Evasione fiscale, l'esperienza del canone Rai

Quello che svettava tra i balzelli più indigesti è ora protagonista di un virtuosismo senza pari, complice l'inserimento in bolletta.

Una delle tasse più odiose per gli italiani, il canone Rai, è stata protagonista dal 2016 in avanti di una prodigiosa caduta del tasso di evasione. Tale fenomeno è stato reso possibile dalla cosiddetta operazione “canone in bolletta”, che sulla scia dell’esperienza di altri Paesi europei ha imposto una nuova presunzione di detenzione di un apparecchio atto o adattabile alla ricezione delle radioaudizioni, che opera in caso di esistenza di un’utenza per la fornitura di energia elettrica nel luogo in cui un soggetto ha la sua residenza anagrafica. Contestualmente sono state fissate nuove forme di riscossione del canone. A tal fine è stato imposto alle società elettriche l’onere di addebitare nelle fatture emesse gli importi (suddivisi in 10 rate mensili) a titolo di canone e riversarli all’erario.

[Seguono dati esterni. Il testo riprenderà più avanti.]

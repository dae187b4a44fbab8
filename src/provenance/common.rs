//! Helpers for the GitHub environment maps carried by the loosely-typed
//! schemas. Every lookup validates the type it reads and reports a precise
//! error instead of handing raw JSON onward.

use super::{InputValue, WorkflowInputs};
use crate::utils::git_ref::{BRANCH_PREFIX, qualify_branch};
use crate::utils::{GitRef, GitUri};
use crate::{ProvenanceError, Result};
use serde_json::{Map, Value};

pub(crate) const WORKFLOW_DISPATCH_EVENT: &str = "workflow_dispatch";

/// Key names of the GitHub context inside an environment map.
pub(crate) struct EnvironmentKeys {
    pub event_name: &'static str,
    pub ref_type: &'static str,
    pub git_ref: &'static str,
    pub base_ref: &'static str,
    pub event_payload: &'static str,
}

/// `invocation.environment` of SLSA v0.2 documents.
pub(crate) const LOWERCASE_KEYS: EnvironmentKeys = EnvironmentKeys {
    event_name: "github_event_name",
    ref_type: "github_ref_type",
    git_ref: "github_ref",
    base_ref: "github_base_ref",
    event_payload: "github_event_payload",
};

/// `internalParameters` of delegated SLSA v1.0 documents.
pub(crate) const UPPERCASE_KEYS: EnvironmentKeys = EnvironmentKeys {
    event_name: "GITHUB_EVENT_NAME",
    ref_type: "GITHUB_REF_TYPE",
    git_ref: "GITHUB_REF",
    base_ref: "GITHUB_BASE_REF",
    event_payload: "GITHUB_EVENT_PAYLOAD",
};

pub(crate) fn as_object<'a>(value: &'a Value, what: &str) -> Result<&'a Map<String, Value>> {
    value
        .as_object()
        .ok_or_else(|| ProvenanceError::InvalidDssePayload(format!("{} is not an object", what)))
}

pub(crate) fn get_as_string<'a>(env: &'a Map<String, Value>, key: &str) -> Result<&'a str> {
    let value = env
        .get(key)
        .ok_or_else(|| ProvenanceError::InvalidDssePayload(format!("no '{}' entry", key)))?;
    value
        .as_str()
        .ok_or_else(|| ProvenanceError::InvalidDssePayload(format!("'{}' is not a string", key)))
}

/// Like [`get_as_string`] but a missing key or `null` reads as `None`.
fn get_optional_string<'a>(env: &'a Map<String, Value>, key: &str) -> Result<Option<&'a str>> {
    match env.get(key) {
        None | Some(Value::Null) => Ok(None),
        Some(Value::String(s)) => Ok(Some(s.as_str())),
        Some(_) => Err(ProvenanceError::InvalidDssePayload(format!(
            "'{}' is not a string",
            key
        ))),
    }
}

fn event_payload<'a>(
    env: &'a Map<String, Value>,
    keys: &EnvironmentKeys,
) -> Result<&'a Map<String, Value>> {
    let payload = env.get(keys.event_payload).ok_or_else(|| {
        ProvenanceError::InvalidDssePayload(format!("no '{}' entry", keys.event_payload))
    })?;
    as_object(payload, keys.event_payload)
}

/// Branch the build ran on, derived from the GitHub ref type.
///
/// Tag builds report the branch they were cut from when GitHub recorded it.
pub(crate) fn branch_from_environment(
    env: &Map<String, Value>,
    keys: &EnvironmentKeys,
) -> Result<String> {
    let ref_type = get_as_string(env, keys.ref_type)?;
    match ref_type {
        "branch" => Ok(get_as_string(env, keys.git_ref)?.to_string()),
        "tag" => base_ref(env, keys),
        other => Err(ProvenanceError::InvalidDssePayload(format!(
            "unknown ref type '{}'",
            other
        ))),
    }
}

fn base_ref(env: &Map<String, Value>, keys: &EnvironmentKeys) -> Result<String> {
    if let Some(base) = get_optional_string(env, keys.base_ref)?.filter(|b| !b.is_empty()) {
        return Ok(qualify_branch(base));
    }

    // Only push events carry a base_ref in their payload.
    if get_as_string(env, keys.event_name)? != "push" {
        return Ok(String::new());
    }
    let payload = event_payload(env, keys)?;
    if !payload.contains_key("base_ref") {
        return Err(ProvenanceError::InvalidDssePayload(
            "no 'base_ref' in push event payload".into(),
        ));
    }
    Ok(get_optional_string(payload, "base_ref")?
        .filter(|b| !b.is_empty())
        .map(qualify_branch)
        .unwrap_or_default())
}

pub(crate) fn tag_from_environment(
    env: &Map<String, Value>,
    keys: &EnvironmentKeys,
) -> Result<String> {
    let ref_type = get_as_string(env, keys.ref_type)?;
    match ref_type {
        "tag" => Ok(get_as_string(env, keys.git_ref)?.to_string()),
        "branch" => Ok(String::new()),
        other => Err(ProvenanceError::InvalidDssePayload(format!(
            "unknown ref type '{}'",
            other
        ))),
    }
}

pub(crate) fn workflow_inputs_from_environment(
    env: &Map<String, Value>,
    keys: &EnvironmentKeys,
) -> Result<WorkflowInputs> {
    let event_name = get_as_string(env, keys.event_name)?;
    if event_name != WORKFLOW_DISPATCH_EVENT {
        return Err(ProvenanceError::MismatchWorkflowInputs(format!(
            "expected '{}' trigger, got '{}'",
            WORKFLOW_DISPATCH_EVENT, event_name
        )));
    }

    let payload = event_payload(env, keys)?;
    let inputs = payload
        .get("inputs")
        .ok_or_else(|| ProvenanceError::InvalidDssePayload("no 'inputs' in event payload".into()))?;
    inputs_from_map(as_object(inputs, "inputs")?)
}

pub(crate) fn inputs_from_map(inputs: &Map<String, Value>) -> Result<WorkflowInputs> {
    inputs
        .iter()
        .map(|(key, value)| InputValue::try_from(value).map(|v| (key.clone(), v)))
        .collect()
}

/// Branch or tag ref carried by a source URI's `@ref` suffix.
///
/// A URI without a ref yields empty strings for both; a ref that is neither
/// a branch nor a tag is rejected.
pub(crate) fn refs_from_source_uri(source_uri: &str) -> Result<(String, String)> {
    let uri = GitUri::parse(source_uri)?;
    let Some(full_ref) = uri.git_ref.as_deref() else {
        return Ok((String::new(), String::new()));
    };
    match GitRef::classify(full_ref) {
        GitRef::Branch(_) => Ok((full_ref.to_string(), String::new())),
        GitRef::Tag(_) => Ok((String::new(), full_ref.to_string())),
        GitRef::Other(other) => Err(ProvenanceError::InvalidDssePayload(format!(
            "unknown ref type '{}', expected a '{}' or tag ref",
            other, BRANCH_PREFIX
        ))),
    }
}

Contestualmente il canone è stato ridotto, per le famiglie, da 113,50 euro a 100 euro e poi a 90 euro. Dai dati forniti dal MEF, emerge che la riforma ha comportato nel 2016 una diminuzione marcata della propensione al gap per il canone Rai, che passa dal 36,6% al 9,9% per effetto del suo inserimento nella bolletta elettrica. Nel frattempo il gettito erariale per il canone è passato da 1.681 milioni di euro del 2015 (ante riforma della riscossione) a circa 1.8 miliardi nonostante la riduzione del canone individuale. Ultima annotazione, il canone dal 2016 non affluisce interamente alla Rai. Infatti la...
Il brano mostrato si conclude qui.